■ **DIRECTIONS FOR THIS TASK**:
Print every record exactly.

■ **THE RECORDS**:
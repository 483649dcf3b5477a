//! Error types for kvdriver.

use std::fmt;
use std::time::Duration;

use crate::engine::EngineType;

/// Boxed error carried through from engines and visitor callbacks.
pub type BoxError = Box<dyn std::error::Error + Send + Sync + 'static>;

/// The main error type for kvdriver operations.
#[derive(Debug)]
pub enum Error {
    /// The engine requires a path and none was given
    EmptyPath,

    /// Engine selector outside the known range
    UnknownEngine(i64),

    /// The underlying engine failed to initialize
    Open {
        /// Engine that failed to open
        engine: EngineType,
        /// Cause reported by the engine
        source: BoxError,
    },

    /// `get` on an absent key
    KeyNotFound,

    /// The engine cannot store a key of this length; carries the length
    InvalidKey(usize),

    /// Deletion of a partition that does not exist
    PartitionNotFound(String),

    /// Partitioned engine with no active partition selected
    NoActivePartition,

    /// The cache admission policy declined the write
    AdmissionRejected,

    /// A cache write or delete did not become observable in time
    VisibilityTimeout {
        /// How long the adapter polled before giving up
        waited: Duration,
    },

    /// A traversal or transaction callback failed; the cause is returned as-is
    VisitorAborted(BoxError),

    /// The handle has been closed
    Closed,

    /// A lock was poisoned (internal error)
    LockPoisoned,

    /// I/O error
    Io(std::io::Error),

    /// Storage engine error
    Storage(String),

    /// The engine failed to commit or roll back a write transaction
    Transaction(String),

    /// Invalid operation
    InvalidOperation(String),
}

/// Fieldless view of [`Error`] for matching on the failure kind.
#[derive(Debug, Clone, Copy, PartialEq, Eq, Hash)]
pub enum ErrorKind {
    /// See [`Error::EmptyPath`]
    EmptyPath,
    /// See [`Error::UnknownEngine`]
    UnknownEngine,
    /// See [`Error::Open`]
    OpenFailure,
    /// See [`Error::KeyNotFound`]
    KeyNotFound,
    /// See [`Error::InvalidKey`]
    InvalidKey,
    /// See [`Error::PartitionNotFound`]
    PartitionNotFound,
    /// See [`Error::NoActivePartition`]
    NoActivePartition,
    /// See [`Error::AdmissionRejected`]
    AdmissionRejected,
    /// See [`Error::VisibilityTimeout`]
    VisibilityTimeout,
    /// See [`Error::VisitorAborted`]
    VisitorAborted,
    /// See [`Error::Closed`]
    Closed,
    /// Lock, I/O, storage, transaction and invalid-operation failures
    Internal,
}

impl Error {
    /// Wraps an engine initialization failure.
    pub fn open<E>(engine: EngineType, source: E) -> Self
    where
        E: Into<BoxError>,
    {
        Error::Open {
            engine,
            source: source.into(),
        }
    }

    /// Wraps a caller error so it can be returned from a visitor or a
    /// transaction function.
    pub fn aborted<E>(cause: E) -> Self
    where
        E: Into<BoxError>,
    {
        Error::VisitorAborted(cause.into())
    }

    /// Returns the kind of this error.
    pub fn kind(&self) -> ErrorKind {
        match self {
            Error::EmptyPath => ErrorKind::EmptyPath,
            Error::UnknownEngine(_) => ErrorKind::UnknownEngine,
            Error::Open { .. } => ErrorKind::OpenFailure,
            Error::KeyNotFound => ErrorKind::KeyNotFound,
            Error::InvalidKey(_) => ErrorKind::InvalidKey,
            Error::PartitionNotFound(_) => ErrorKind::PartitionNotFound,
            Error::NoActivePartition => ErrorKind::NoActivePartition,
            Error::AdmissionRejected => ErrorKind::AdmissionRejected,
            Error::VisibilityTimeout { .. } => ErrorKind::VisibilityTimeout,
            Error::VisitorAborted(_) => ErrorKind::VisitorAborted,
            Error::Closed => ErrorKind::Closed,
            Error::LockPoisoned
            | Error::Io(_)
            | Error::Storage(_)
            | Error::Transaction(_)
            | Error::InvalidOperation(_) => ErrorKind::Internal,
        }
    }

    /// Returns `true` for [`Error::KeyNotFound`].
    pub fn is_not_found(&self) -> bool {
        matches!(self, Error::KeyNotFound)
    }
}

impl fmt::Display for Error {
    fn fmt(&self, f: &mut fmt::Formatter<'_>) -> fmt::Result {
        match self {
            Error::EmptyPath => write!(f, "Empty path"),
            Error::UnknownEngine(value) => write!(f, "Unknown engine type: {}", value),
            Error::Open { engine, source } => write!(f, "Failed to open {}: {}", engine, source),
            Error::KeyNotFound => write!(f, "Key not found"),
            Error::InvalidKey(len) => write!(f, "Invalid key length: {}", len),
            Error::PartitionNotFound(name) => write!(f, "Partition not found: {}", name),
            Error::NoActivePartition => write!(f, "No active partition"),
            Error::AdmissionRejected => write!(f, "Write rejected by cache admission policy"),
            Error::VisibilityTimeout { waited } => {
                write!(f, "Write not visible after {:?}", waited)
            }
            Error::VisitorAborted(cause) => write!(f, "Aborted: {}", cause),
            Error::Closed => write!(f, "Database is closed"),
            Error::LockPoisoned => write!(f, "Lock poisoned"),
            Error::Io(e) => write!(f, "I/O error: {}", e),
            Error::Storage(msg) => write!(f, "Storage error: {}", msg),
            Error::Transaction(msg) => write!(f, "Transaction error: {}", msg),
            Error::InvalidOperation(msg) => write!(f, "Invalid operation: {}", msg),
        }
    }
}

impl std::error::Error for Error {
    fn source(&self) -> Option<&(dyn std::error::Error + 'static)> {
        match self {
            Error::Io(e) => Some(e),
            Error::Open { source, .. } => Some(source.as_ref()),
            Error::VisitorAborted(cause) => Some(cause.as_ref()),
            _ => None,
        }
    }
}

impl From<std::io::Error> for Error {
    fn from(err: std::io::Error) -> Self {
        Error::Io(err)
    }
}

/// A specialized `Result` type for kvdriver operations.
pub type Result<T> = std::result::Result<T, Error>;

#[cfg(test)]
mod tests {
    use super::*;
    use std::error::Error as _;

    #[test]
    fn test_kind_mapping() {
        assert_eq!(Error::KeyNotFound.kind(), ErrorKind::KeyNotFound);
        assert_eq!(Error::UnknownEngine(7).kind(), ErrorKind::UnknownEngine);
        assert_eq!(
            Error::PartitionNotFound("b".into()).kind(),
            ErrorKind::PartitionNotFound
        );
        assert_eq!(Error::Storage("x".into()).kind(), ErrorKind::Internal);
        assert_eq!(Error::Transaction("x".into()).kind(), ErrorKind::Internal);
        assert_eq!(Error::InvalidKey(0).kind(), ErrorKind::InvalidKey);
        assert_eq!(Error::InvalidKey(0).to_string(), "Invalid key length: 0");
        assert!(Error::KeyNotFound.is_not_found());
        assert!(!Error::Closed.is_not_found());
    }

    #[test]
    fn test_aborted_keeps_cause() {
        let err = Error::aborted("stop here");
        assert_eq!(err.kind(), ErrorKind::VisitorAborted);
        assert_eq!(err.source().map(|s| s.to_string()), Some("stop here".to_string()));
        assert_eq!(err.to_string(), "Aborted: stop here");
    }

    #[test]
    fn test_open_display_names_engine() {
        let io = std::io::Error::new(std::io::ErrorKind::PermissionDenied, "denied");
        let err = Error::open(EngineType::PageTree, io);
        assert_eq!(err.kind(), ErrorKind::OpenFailure);
        assert!(err.to_string().contains("pagetree"));
        assert!(err.source().is_some());
    }
}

■ **RESULT**:
repository 483649dcf3b5477a
//! Error types for kvdriver.

use std::fmt;
use std::time::Duration;

use crate::engine::EngineType;

/// Boxed error carried through from engines and visitor callbacks.
pub type BoxError = Box<dyn std::error::Error + Send + Sync + 'static>;

/// The main error type for kvdriver operations.
#[derive(Debug)]
pub enum Error {
    /// The engine requires a path and none was given
    EmptyPath,

    /// Engine selector outside the known range
    UnknownEngine(i64),

    /// The underlying engine failed to initialize
    Open {
        /// Engine that failed to open
        engine: EngineType,
        /// Cause reported by the engine
        source: BoxError,
    },

    /// `get` on an absent key
    KeyNotFound,

    /// The engine cannot store a key of this length; carries the length
    InvalidKey(usize),

    /// Deletion of a partition that does not exist
    PartitionNotFound(String),

    /// Partitioned engine with no active partition selected
    NoActivePartition,

    /// The cache admission policy declined the write
    AdmissionRejected,

    /// A cache write or delete did not become observable in time
    VisibilityTimeout {
        /// How long the adapter polled before giving up
        waited: Duration,
    },

    /// A traversal or transaction callback failed; the cause is returned as-is
    VisitorAborted(BoxError),

    /// The handle has been closed
    Closed,

    /// A lock was poisoned (internal error)
    LockPoisoned,

    /// I/O error
    Io(std::io::Error),

    /// Storage engine error
    Storage(String),

    /// The engine failed to commit or roll back a write transaction
    Transaction(String),

    /// Invalid operation
    InvalidOperation(String),
}

/// Fieldless view of [`Error`] for matching on the failure kind.
#[derive(Debug, Clone, Copy, PartialEq, Eq, Hash)]
pub enum ErrorKind {
    /// See [`Error::EmptyPath`]
    EmptyPath,
    /// See [`Error::UnknownEngine`]
    UnknownEngine,
    /// See [`Error::Open`]
    OpenFailure,
    /// See [`Error::KeyNotFound`]
    KeyNotFound,
    /// See [`Error::InvalidKey`]
    InvalidKey,
    /// See [`Error::PartitionNotFound`]
    PartitionNotFound,
    /// See [`Error::NoActivePartition`]
    NoActivePartition,
    /// See [`Error::AdmissionRejected`]
    AdmissionRejected,
    /// See [`Error::VisibilityTimeout`]
    VisibilityTimeout,
    /// See [`Error::VisitorAborted`]
    VisitorAborted,
    /// See [`Error::Closed`]
    Closed,
    /// Lock, I/O, storage, transaction and invalid-operation failures
    Internal,
}

impl Error {
    /// Wraps an engine initialization failure.
    pub fn open<E>(engine: EngineType, source: E) -> Self
    where
        E: Into<BoxError>,
    {
        Error::Open {
            engine,
            source: source.into(),
        }
    }

    /// Wraps a caller error so it can be returned from a visitor or a
    /// transaction function.
    pub fn aborted<E>(cause: E) -> Self
    where
        E: Into<BoxError>,
    {
        Error::VisitorAborted(cause.into())
    }

    /// Returns the kind of this error.
    pub fn kind(&self) -> ErrorKind {
        match self {
            Error::EmptyPath => ErrorKind::EmptyPath,
            Error::UnknownEngine(_) => ErrorKind::UnknownEngine,
            Error::Open { .. } => ErrorKind::OpenFailure,
            Error::KeyNotFound => ErrorKind::KeyNotFound,
            Error::InvalidKey(_) => ErrorKind::InvalidKey,
            Error::PartitionNotFound(_) => ErrorKind::PartitionNotFound,
            Error::NoActivePartition => ErrorKind::NoActivePartition,
            Error::AdmissionRejected => ErrorKind::AdmissionRejected,
            Error::VisibilityTimeout { .. } => ErrorKind::VisibilityTimeout,
            Error::VisitorAborted(_) => ErrorKind::VisitorAborted,
            Error::Closed => ErrorKind::Closed,
            Error::LockPoisoned
            | Error::Io(_)
            | Error::Storage(_)
            | Error::Transaction(_)
            | Error::InvalidOperation(_) => ErrorKind::Internal,
        }
    }

    /// Returns `true` for [`Error::KeyNotFound`].
    pub fn is_not_found(&self) -> bool {
        matches!(self, Error::KeyNotFound)
    }
}

impl fmt::Display for Error {
    fn fmt(&self, f: &mut fmt::Formatter<'_>) -> fmt::Result {
        match self {
            Error::EmptyPath => write!(f, "Empty path"),
            Error::UnknownEngine(value) => write!(f, "Unknown engine type: {}", value),
            Error::Open { engine, source } => write!(f, "Failed to open {}: {}", engine, source),
            Error::KeyNotFound => write!(f, "Key not found"),
            Error::InvalidKey(len) => write!(f, "Invalid key length: {}", len),
            Error::PartitionNotFound(name) => write!(f, "Partition not found: {}", name),
            Error::NoActivePartition => write!(f, "No active partition"),
            Error::AdmissionRejected => write!(f, "Write rejected by cache admission policy"),
            Error::VisibilityTimeout { waited } => {
                write!(f, "Write not visible after {:?}", waited)
            }
            Error::VisitorAborted(cause) => write!(f, "Aborted: {}", cause),
            Error::Closed => write!(f, "Database is closed"),
            Error::LockPoisoned => write!(f, "Lock poisoned"),
            Error::Io(e) => write!(f, "I/O error: {}", e),
            Error::Storage(msg) => write!(f, "Storage error: {}", msg),
            Error::Transaction(msg) => write!(f, "Transaction error: {}", msg),
            Error::InvalidOperation(msg) => write!(f, "Invalid operation: {}", msg),
        }
    }
}

impl std::error::Error for Error {
    fn source(&self) -> Option<&(dyn std::error::Error + 'static)> {
        match self {
            Error::Io(e) => Some(e),
            Error::Open { source, .. } => Some(source.as_ref()),
            Error::VisitorAborted(cause) => Some(cause.as_ref()),
            _ => None,
        }
    }
}

impl From<std::io::Error> for Error {
    fn from(err: std::io::Error) -> Self {
        Error::Io(err)
    }
}

/// A specialized `Result` type for kvdriver operations.
pub type Result<T> = std::result::Result<T, Error>;

#[cfg(test)]
mod tests {
    use super::*;
    use std::error::Error as _;

    #[test]
    fn test_kind_mapping() {
        assert_eq!(Error::KeyNotFound.kind(), ErrorKind::KeyNotFound);
        assert_eq!(Error::UnknownEngine(7).kind(), ErrorKind::UnknownEngine);
        assert_eq!(
            Error::PartitionNotFound("b".into()).kind(),
            ErrorKind::PartitionNotFound
        );
        assert_eq!(Error::Storage("x".into()).kind(), ErrorKind::Internal);
        assert_eq!(Error::Transaction("x".into()).kind(), ErrorKind::Internal);
        assert_eq!(Error::InvalidKey(0).kind(), ErrorKind::InvalidKey);
        assert_eq!(Error::InvalidKey(0).to_string(), "Invalid key length: 0");
        assert!(Error::KeyNotFound.is_not_found());
        assert!(!Error::Closed.is_not_found());
    }

    #[test]
    fn test_aborted_keeps_cause() {
        let err = Error::aborted("stop here");
        assert_eq!(err.kind(), ErrorKind::VisitorAborted);
        assert_eq!(err.source().map(|s| s.to_string()), Some("stop here".to_string()));
        assert_eq!(err.to_string(), "Aborted: stop here");
    }

    #[test]
    fn test_open_display_names_engine() {
        let io = std::io::Error::new(std::io::ErrorKind::PermissionDenied, "denied");
        let err = Error::open(EngineType::PageTree, io);
        assert_eq!(err.kind(), ErrorKind::OpenFailure);
        assert!(err.to_string().contains("pagetree"));
        assert!(err.source().is_some());
    }
}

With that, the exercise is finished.